Start by installing the necessary Python library for interacting with Weaviate:

pip install weaviate-client

If you plan to handle dataframes, also install pandas:

pip install pandas

Connecting to the Weaviate Instance

Import the client and establish a connection to your Weaviate server:

import weaviate

client = weaviate.Client(
    url="http://localhost:8080"  # Replace with your Weaviate URL
)

if client.is_ready():
    print("Connected to Weaviate!")
else:
    print("Connection failed. Check your server.")

Creating a Schema

Define the schema for your data objects. For example, a schema for articles:

schema = {
    "classes": [
        {
            "class": "Article",
            "description": "A scientific article",
            "properties": [
                {
                    "name": "title",
                    "dataType": ["text"]
                },
                {
                    "name": "content",
                    "dataType": ["text"]
                },
                {
                    "name": "publishedDate",
                    "dataType": ["date"]
                }
            ]
        }
    ]
}

client.schema.create(schema)

Adding Data to Weaviate

Create data objects and upload them to Weaviate:

article_data = {
    "title": "The Renaissance Era",
    "content": "The Renaissance was a fervent period of European cultural, artistic, political and economic “rebirth” following the Middle Ages.",
    "publishedDate": "1500-01-01"
}

client.data_object.create(article_data, class_name="Article")

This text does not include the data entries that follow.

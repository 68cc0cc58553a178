//! License-check token construction.
//!
//! Tokens are compact HS256 JWTs:
//!
//! ```text
//! base64url({"alg":"HS256","typ":"JWT"}) . base64url({"iss":..,"jti":..,"sub":..}) . base64url(hmac)
//! ```
//!
//! Header and claims are serialized canonically (sorted keys, no
//! whitespace) and every segment is base64url without padding. The `jti`
//! claim is a fresh UUID per token, so two tokens for the same resource share
//! their header but never their claims or signature.

use std::collections::BTreeMap;
use std::fmt;

use base64::engine::general_purpose::URL_SAFE_NO_PAD;
use base64::Engine;
use hmac::{Hmac, Mac};
use sha2::Sha256;
use tracing::{debug, instrument};
use uuid::Uuid;

use crate::error::{DrmError, Result};
use crate::secret::SecretResolver;

type HmacSha256 = Hmac<Sha256>;

/// A signed compact token and its segment boundaries.
#[derive(Clone, PartialEq, Eq)]
pub struct SignedToken {
    token: String,
    header_len: usize,
    claims_len: usize,
}

impl SignedToken {
    fn from_segments(header: &str, claims: &str, signature: &str) -> Self {
        Self {
            token: format!("{}.{}.{}", header, claims, signature),
            header_len: header.len(),
            claims_len: claims.len(),
        }
    }

    pub fn as_str(&self) -> &str {
        &self.token
    }

    pub fn header(&self) -> &str {
        &self.token[..self.header_len]
    }

    pub fn claims(&self) -> &str {
        let start = self.header_len + 1;
        &self.token[start..start + self.claims_len]
    }

    pub fn signature(&self) -> &str {
        &self.token[self.header_len + self.claims_len + 2..]
    }

    pub fn into_string(self) -> String {
        self.token
    }
}

// Tokens are credentials; keep them out of debug output.
impl fmt::Debug for SignedToken {
    fn fmt(&self, f: &mut fmt::Formatter<'_>) -> fmt::Result {
        f.debug_struct("SignedToken")
            .field("header", &self.header())
            .field("claims", &self.claims())
            .field("signature", &"[REDACTED]")
            .finish()
    }
}

impl fmt::Display for SignedToken {
    fn fmt(&self, f: &mut fmt::Formatter<'_>) -> fmt::Result {
        f.write_str(&self.token)
    }
}

fn canonical_json(fields: &BTreeMap<&str, &str>) -> Result<String> {
    Ok(serde_json::to_string(fields)?)
}

pub struct LicenseTokenSigner {
    issuer: String,
    secrets: SecretResolver,
}

impl LicenseTokenSigner {
    pub fn new(issuer: impl Into<String>, secrets: SecretResolver) -> Self {
        Self {
            issuer: issuer.into(),
            secrets,
        }
    }

    pub fn issuer(&self) -> &str {
        &self.issuer
    }

    /// Sign a token for `resource_uri` with the secret of `profile_id`.
    #[instrument(skip(self), fields(issuer = %self.issuer))]
    pub async fn sign(&self, profile_id: &str, resource_uri: &str) -> Result<SignedToken> {
        let key = self.secrets.resolve(profile_id).await?;
        let token = self.sign_with_key(&key, resource_uri)?;
        debug!(claims = token.claims(), "Signed license check token");
        Ok(token)
    }

    /// Sign with an already resolved key.
    pub fn sign_with_key(&self, key: &[u8], resource_uri: &str) -> Result<SignedToken> {
        let header = canonical_json(&BTreeMap::from([("alg", "HS256"), ("typ", "JWT")]))?;

        let jti = Uuid::new_v4().to_string();
        let claims = canonical_json(&BTreeMap::from([
            ("iss", self.issuer.as_str()),
            ("jti", jti.as_str()),
            ("sub", resource_uri),
        ]))?;

        let header = URL_SAFE_NO_PAD.encode(header);
        let claims = URL_SAFE_NO_PAD.encode(claims);

        let mut mac = HmacSha256::new_from_slice(key)
            .map_err(|e| DrmError::Config(format!("Invalid HMAC key: {}", e)))?;
        mac.update(header.as_bytes());
        mac.update(b".");
        mac.update(claims.as_bytes());
        let signature = URL_SAFE_NO_PAD.encode(mac.finalize().into_bytes());

        Ok(SignedToken::from_segments(&header, &claims, &signature))
    }
}

#[cfg(test)]
mod tests {
    use super::*;
    use async_trait::async_trait;
    use bridge_traits::error::Result as BridgeResult;
    use bridge_traits::SecureStore;
    use core_runtime::config::{SecretPolicy, DEFAULT_TOKEN_ISSUER};
    use serde_json::Value;
    use std::sync::Arc;

    struct FixedSecret(Option<&'static [u8]>);

    #[async_trait]
    impl SecureStore for FixedSecret {
        async fn set_secret(&self, _key: &str, _value: &[u8]) -> BridgeResult<()> {
            Ok(())
        }

        async fn get_secret(&self, _key: &str) -> BridgeResult<Option<Vec<u8>>> {
            Ok(self.0.map(<[u8]>::to_vec))
        }

        async fn delete_secret(&self, _key: &str) -> BridgeResult<()> {
            Ok(())
        }
    }

    fn signer(secret: Option<&'static [u8]>, policy: SecretPolicy) -> LicenseTokenSigner {
        LicenseTokenSigner::new(
            DEFAULT_TOKEN_ISSUER,
            SecretResolver::new(Arc::new(FixedSecret(secret)), policy),
        )
    }

    fn decode_segment(segment: &str) -> Value {
        serde_json::from_slice(&URL_SAFE_NO_PAD.decode(segment).unwrap()).unwrap()
    }

    #[tokio::test]
    async fn token_has_canonical_header_and_claims() {
        let token = signer(Some(b"c2VjcmV0"), SecretPolicy::EmptyKeyFallback)
            .sign("default", "https://example.com/lsd/1")
            .await
            .unwrap();

        assert_eq!(token.as_str().split('.').count(), 3);
        assert!(!token.as_str().contains('='));

        let header = URL_SAFE_NO_PAD.decode(token.header()).unwrap();
        assert_eq!(header, br#"{"alg":"HS256","typ":"JWT"}"#);

        let claims = decode_segment(token.claims());
        assert_eq!(claims["iss"], DEFAULT_TOKEN_ISSUER);
        assert_eq!(claims["sub"], "https://example.com/lsd/1");
        assert!(Uuid::parse_str(claims["jti"].as_str().unwrap()).is_ok());

        let raw_claims = String::from_utf8(URL_SAFE_NO_PAD.decode(token.claims()).unwrap()).unwrap();
        assert!(raw_claims.starts_with(r#"{"iss":"#));
        assert!(!raw_claims.contains(' '));
    }

    #[tokio::test]
    async fn signature_verifies_with_decoded_secret() {
        let token = signer(Some(b"c2VjcmV0"), SecretPolicy::EmptyKeyFallback)
            .sign("default", "urn:book:1")
            .await
            .unwrap();

        let mut mac = HmacSha256::new_from_slice(b"secret").unwrap();
        mac.update(format!("{}.{}", token.header(), token.claims()).as_bytes());
        let expected = URL_SAFE_NO_PAD.decode(token.signature()).unwrap();
        assert!(mac.verify_slice(&expected).is_ok());
    }

    #[tokio::test]
    async fn identical_inputs_share_header_but_not_token() {
        let signer = signer(Some(b"c2VjcmV0"), SecretPolicy::EmptyKeyFallback);
        let first = signer.sign("default", "urn:book:1").await.unwrap();
        let second = signer.sign("default", "urn:book:1").await.unwrap();

        assert_eq!(first.header(), second.header());
        assert_ne!(first.claims(), second.claims());
        assert_ne!(first, second);
    }

    #[tokio::test]
    async fn missing_secret_signs_with_empty_key() {
        let token = signer(None, SecretPolicy::EmptyKeyFallback)
            .sign("default", "urn:book:1")
            .await
            .unwrap();

        let mut mac = HmacSha256::new_from_slice(&[]).unwrap();
        mac.update(format!("{}.{}", token.header(), token.claims()).as_bytes());
        let expected = URL_SAFE_NO_PAD.decode(token.signature()).unwrap();
        assert!(mac.verify_slice(&expected).is_ok());
    }

    #[tokio::test]
    async fn strict_policy_refuses_to_sign() {
        let result = signer(None, SecretPolicy::Strict)
            .sign("default", "urn:book:1")
            .await;
        assert!(matches!(result, Err(DrmError::SecretUnavailable { .. })));
    }

    #[test]
    fn debug_output_hides_signature() {
        let token = signer(None, SecretPolicy::EmptyKeyFallback)
            .sign_with_key(b"k", "urn:book:1")
            .unwrap();
        let debug = format!("{:?}", token);
        assert!(debug.contains("[REDACTED]"));
        assert!(!debug.contains(token.signature()));
    }
}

Performing a Semantic Search

Use Weaviate's built-in vector search to find similar articles based on content:

query = {
    "nearText": {
        "concepts": ["European cultural rebirth"]
    }
}

result = client.query.get("Article", ["title", "content"]).with_near_text(query["nearText"]).do()

print(result)

Retrieving and Processing Data

Extract and handle search results for analysis or display:

articles = result['data']['Get']['Article']
for article in articles:
    print(f"Title: {article['title']}")
    print(f"Content: {article['content']}\n")

Conclusion

Integrating Weaviate with Python enhances your data science toolkit by enabling efficient semantic searches and data retrieval. With these practical steps, you can set up, manage, and query your vector data effectively, opening new possibilities for your projects.